Task requirements:
From the entries that follow, extract each line holding the string "RwLockWriteGuard".

Records from a data source
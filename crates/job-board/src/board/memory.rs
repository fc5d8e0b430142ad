//! In-process adapters for the store, auth provider and blob storage. The API binary serves
//! from these in demo mode and the test suites build on them.

use std::collections::{BTreeMap, HashMap};
use std::sync::atomic::{AtomicBool, Ordering};
use std::sync::{Mutex, RwLock, RwLockReadGuard, RwLockWriteGuard};

use chrono::Utc;

use super::domain::{
    AdminUser, Application, ApplicationId, ApplicationStatus, Job, JobId, JobStatus,
    Organization, OrganizationId, OrganizationStatus, SiteSetting, UserId,
};
use super::identity::{AuthUser, IdentityError, IdentityProvider, Session, SignUpProfile};
use super::lifecycle::StatusTracked;
use super::repository::{
    ApplicationFilter, BoardStore, JobFilter, OrganizationFilter, RepositoryError, StatusPatch,
};
use super::storage::{ResumeStorage, ResumeUpload, StorageError, StoredResume};

#[derive(Debug, Default)]
struct Tables {
    jobs: BTreeMap<JobId, Job>,
    applications: BTreeMap<ApplicationId, Application>,
    organizations: BTreeMap<OrganizationId, Organization>,
    admins: BTreeMap<UserId, AdminUser>,
    settings: BTreeMap<String, SiteSetting>,
}

/// [`BoardStore`] over process memory. Writes can be switched off to simulate an outage.
#[derive(Debug, Default)]
pub struct MemoryStore {
    tables: RwLock<Tables>,
    writes_unavailable: AtomicBool,
}

impl MemoryStore {
    pub fn new() -> Self {
        Self::default()
    }

    pub fn add_admin(&self, admin: AdminUser) -> Result<(), RepositoryError> {
        self.write()?.admins.insert(admin.id.clone(), admin);
        Ok(())
    }

    pub fn add_setting(&self, setting: SiteSetting) -> Result<(), RepositoryError> {
        self.write()?.settings.insert(setting.key.clone(), setting);
        Ok(())
    }

    /// Makes every subsequent write fail with [`RepositoryError::Unavailable`].
    pub fn set_writes_unavailable(&self, unavailable: bool) {
        self.writes_unavailable.store(unavailable, Ordering::SeqCst);
    }

    fn read(&self) -> Result<RwLockReadGuard<'_, Tables>, RepositoryError> {
        self.tables
            .read()
            .map_err(|_| RepositoryError::Unavailable("store lock poisoned".to_string()))
    }

    fn write(&self) -> Result<RwLockWriteGuard<'_, Tables>, RepositoryError> {
        if self.writes_unavailable.load(Ordering::SeqCst) {
            return Err(RepositoryError::Unavailable("writes disabled".to_string()));
        }
        self.tables
            .write()
            .map_err(|_| RepositoryError::Unavailable("store lock poisoned".to_string()))
    }
}

impl BoardStore for MemoryStore {
    fn insert_job(&self, job: Job) -> Result<Job, RepositoryError> {
        let mut tables = self.write()?;
        if tables.jobs.contains_key(&job.id) {
            return Err(RepositoryError::Conflict(format!("job {} exists", job.id)));
        }
        tables.jobs.insert(job.id.clone(), job.clone());
        Ok(job)
    }

    fn update_job(&self, job: Job) -> Result<Job, RepositoryError> {
        let mut tables = self.write()?;
        let slot = tables.jobs.get_mut(&job.id).ok_or(RepositoryError::NotFound)?;
        *slot = job.clone();
        Ok(job)
    }

    fn patch_job_status(
        &self,
        id: &JobId,
        patch: StatusPatch<JobStatus>,
    ) -> Result<Job, RepositoryError> {
        apply_status(self.write()?.jobs.get_mut(id), patch)
    }

    fn fetch_job(&self, id: &JobId) -> Result<Option<Job>, RepositoryError> {
        Ok(self.read()?.jobs.get(id).cloned())
    }

    fn delete_job(&self, id: &JobId) -> Result<(), RepositoryError> {
        let mut tables = self.write()?;
        tables.jobs.remove(id).ok_or(RepositoryError::NotFound)?;
        tables
            .applications
            .retain(|_, application| &application.job_id != id);
        Ok(())
    }

    fn select_jobs(&self, filter: &JobFilter) -> Result<Vec<Job>, RepositoryError> {
        let tables = self.read()?;
        let rows = tables
            .jobs
            .values()
            .filter(|job| filter.matches(job))
            .cloned()
            .collect();
        Ok(filter.window(rows))
    }

    fn count_jobs(&self, filter: &JobFilter) -> Result<usize, RepositoryError> {
        Ok(self.select_jobs(filter)?.len())
    }

    fn insert_application(
        &self,
        application: Application,
    ) -> Result<Application, RepositoryError> {
        let mut tables = self.write()?;
        if !tables.jobs.contains_key(&application.job_id) {
            return Err(RepositoryError::Conflict(format!(
                "job {} does not exist",
                application.job_id
            )));
        }
        if tables.applications.contains_key(&application.id) {
            return Err(RepositoryError::Conflict(format!(
                "application {} exists",
                application.id
            )));
        }
        tables
            .applications
            .insert(application.id.clone(), application.clone());
        Ok(application)
    }

    fn patch_application_status(
        &self,
        id: &ApplicationId,
        patch: StatusPatch<ApplicationStatus>,
    ) -> Result<Application, RepositoryError> {
        apply_status(self.write()?.applications.get_mut(id), patch)
    }

    fn fetch_application(
        &self,
        id: &ApplicationId,
    ) -> Result<Option<Application>, RepositoryError> {
        Ok(self.read()?.applications.get(id).cloned())
    }

    fn select_applications(
        &self,
        filter: &ApplicationFilter,
    ) -> Result<Vec<Application>, RepositoryError> {
        let tables = self.read()?;
        let rows = tables
            .applications
            .values()
            .filter(|application| filter.matches(application))
            .cloned()
            .collect();
        Ok(filter.window(rows))
    }

    fn count_applications(&self, filter: &ApplicationFilter) -> Result<usize, RepositoryError> {
        Ok(self.select_applications(filter)?.len())
    }

    fn insert_organization(
        &self,
        organization: Organization,
    ) -> Result<Organization, RepositoryError> {
        let mut tables = self.write()?;
        let email_taken = tables
            .organizations
            .values()
            .any(|existing| existing.email.eq_ignore_ascii_case(&organization.email));
        if email_taken || tables.organizations.contains_key(&organization.id) {
            return Err(RepositoryError::Conflict(format!(
                "organization {} already registered",
                organization.email
            )));
        }
        tables
            .organizations
            .insert(organization.id.clone(), organization.clone());
        Ok(organization)
    }

    fn patch_organization_status(
        &self,
        id: &OrganizationId,
        patch: StatusPatch<OrganizationStatus>,
    ) -> Result<Organization, RepositoryError> {
        apply_status(self.write()?.organizations.get_mut(id), patch)
    }

    fn fetch_organization(
        &self,
        id: &OrganizationId,
    ) -> Result<Option<Organization>, RepositoryError> {
        Ok(self.read()?.organizations.get(id).cloned())
    }

    fn fetch_organization_by_email(
        &self,
        email: &str,
    ) -> Result<Option<Organization>, RepositoryError> {
        let email = email.trim();
        Ok(self
            .read()?
            .organizations
            .values()
            .find(|organization| organization.email.eq_ignore_ascii_case(email))
            .cloned())
    }

    fn select_organizations(
        &self,
        filter: &OrganizationFilter,
    ) -> Result<Vec<Organization>, RepositoryError> {
        let tables = self.read()?;
        let rows = tables
            .organizations
            .values()
            .filter(|organization| filter.matches(organization))
            .cloned()
            .collect();
        Ok(filter.window(rows))
    }

    fn count_organizations(&self, filter: &OrganizationFilter) -> Result<usize, RepositoryError> {
        Ok(self.select_organizations(filter)?.len())
    }

    fn fetch_admin(&self, id: &UserId) -> Result<Option<AdminUser>, RepositoryError> {
        Ok(self.read()?.admins.get(id).cloned())
    }

    fn select_settings(&self) -> Result<Vec<SiteSetting>, RepositoryError> {
        Ok(self.read()?.settings.values().cloned().collect())
    }

    fn update_setting(&self, key: &str, value: String) -> Result<SiteSetting, RepositoryError> {
        let mut tables = self.write()?;
        let setting = tables
            .settings
            .get_mut(key)
            .ok_or(RepositoryError::NotFound)?;
        setting.value = value;
        Ok(setting.clone())
    }
}

fn apply_status<R>(
    row: Option<&mut R>,
    patch: StatusPatch<R::Status>,
) -> Result<R, RepositoryError>
where
    R: StatusTracked + Clone,
{
    let row = row.ok_or(RepositoryError::NotFound)?;
    row.store_status(patch.status, patch.updated_at);
    Ok(row.clone())
}

#[derive(Debug, Clone)]
struct Account {
    user: AuthUser,
    password: String,
}

/// Email/password accounts with opaque bearer tokens.
#[derive(Debug, Default)]
pub struct MemoryIdentityProvider {
    accounts: Mutex<HashMap<String, Account>>,
    sessions: Mutex<HashMap<String, UserId>>,
    sign_out_unavailable: AtomicBool,
}

impl MemoryIdentityProvider {
    pub fn new() -> Self {
        Self::default()
    }

    /// Registers an account with a caller-chosen id, for seeding admins and fixtures.
    pub fn register_with_id(
        &self,
        id: UserId,
        email: &str,
        password: &str,
        full_name: Option<String>,
    ) -> Result<AuthUser, IdentityError> {
        let key = account_key(email);
        let mut accounts = lock(&self.accounts)?;
        if accounts.contains_key(&key) {
            return Err(IdentityError::EmailTaken(email.trim().to_string()));
        }
        let user = AuthUser {
            id,
            email: email.trim().to_string(),
            full_name,
        };
        accounts.insert(
            key,
            Account {
                user: user.clone(),
                password: password.to_string(),
            },
        );
        Ok(user)
    }

    pub fn active_sessions(&self) -> usize {
        lock(&self.sessions).map(|sessions| sessions.len()).unwrap_or(0)
    }

    pub fn has_account(&self, email: &str) -> bool {
        lock(&self.accounts)
            .map(|accounts| accounts.contains_key(&account_key(email)))
            .unwrap_or(false)
    }

    /// Makes every subsequent sign-out fail with [`IdentityError::Unavailable`].
    pub fn set_sign_out_unavailable(&self, unavailable: bool) {
        self.sign_out_unavailable.store(unavailable, Ordering::SeqCst);
    }
}

impl IdentityProvider for MemoryIdentityProvider {
    fn current_user(&self, token: &str) -> Result<Option<AuthUser>, IdentityError> {
        let Some(user_id) = lock(&self.sessions)?.get(token).cloned() else {
            return Ok(None);
        };
        Ok(lock(&self.accounts)?
            .values()
            .find(|account| account.user.id == user_id)
            .map(|account| account.user.clone()))
    }

    fn sign_in(&self, email: &str, password: &str) -> Result<Session, IdentityError> {
        let user = {
            let accounts = lock(&self.accounts)?;
            match accounts.get(&account_key(email)) {
                Some(account) if account.password == password => account.user.clone(),
                _ => return Err(IdentityError::InvalidCredentials),
            }
        };

        let access_token = uuid::Uuid::new_v4().simple().to_string();
        lock(&self.sessions)?.insert(access_token.clone(), user.id.clone());
        Ok(Session { access_token, user })
    }

    fn sign_up(
        &self,
        email: &str,
        password: &str,
        profile: SignUpProfile,
    ) -> Result<AuthUser, IdentityError> {
        let full_name = Some(profile.full_name).filter(|name| !name.trim().is_empty());
        self.register_with_id(UserId::generate(), email, password, full_name)
    }

    fn sign_out(&self, token: &str) -> Result<(), IdentityError> {
        if self.sign_out_unavailable.load(Ordering::SeqCst) {
            return Err(IdentityError::Unavailable("sign-out disabled".to_string()));
        }
        lock(&self.sessions)?.remove(token);
        Ok(())
    }

    fn delete_user(&self, id: &UserId) -> Result<(), IdentityError> {
        lock(&self.accounts)?.retain(|_, account| &account.user.id != id);
        lock(&self.sessions)?.retain(|_, user_id| user_id != id);
        Ok(())
    }
}

fn account_key(email: &str) -> String {
    email.trim().to_ascii_lowercase()
}

fn lock<T>(mutex: &Mutex<T>) -> Result<std::sync::MutexGuard<'_, T>, IdentityError> {
    mutex
        .lock()
        .map_err(|_| IdentityError::Unavailable("identity lock poisoned".to_string()))
}

/// Keeps uploaded resumes in memory and hands out URLs under a public base.
#[derive(Debug)]
pub struct MemoryResumeStorage {
    base_url: String,
    files: Mutex<BTreeMap<String, Vec<u8>>>,
}

impl MemoryResumeStorage {
    pub fn new(base_url: impl Into<String>) -> Self {
        Self {
            base_url: base_url.into().trim_end_matches('/').to_string(),
            files: Mutex::new(BTreeMap::new()),
        }
    }

    pub fn stored_urls(&self) -> Vec<String> {
        self.files
            .lock()
            .map(|files| files.keys().cloned().collect())
            .unwrap_or_default()
    }
}

impl ResumeStorage for MemoryResumeStorage {
    fn upload(&self, upload: ResumeUpload) -> Result<StoredResume, StorageError> {
        let url = format!(
            "{}/resumes/{}-{}.pdf",
            self.base_url,
            Utc::now().format("%Y%m%d"),
            uuid::Uuid::new_v4().simple()
        );
        let size = upload.size();
        self.files
            .lock()
            .map_err(|_| StorageError::Unavailable("storage lock poisoned".to_string()))?
            .insert(url.clone(), upload.bytes);
        Ok(StoredResume { url, size })
    }
}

Result of this task:
use std::sync::{Mutex, RwLock, RwLockReadGuard, RwLockWriteGuard};
    fn write(&self) -> Result<RwLockWriteGuard<'_, Tables>, RepositoryError> {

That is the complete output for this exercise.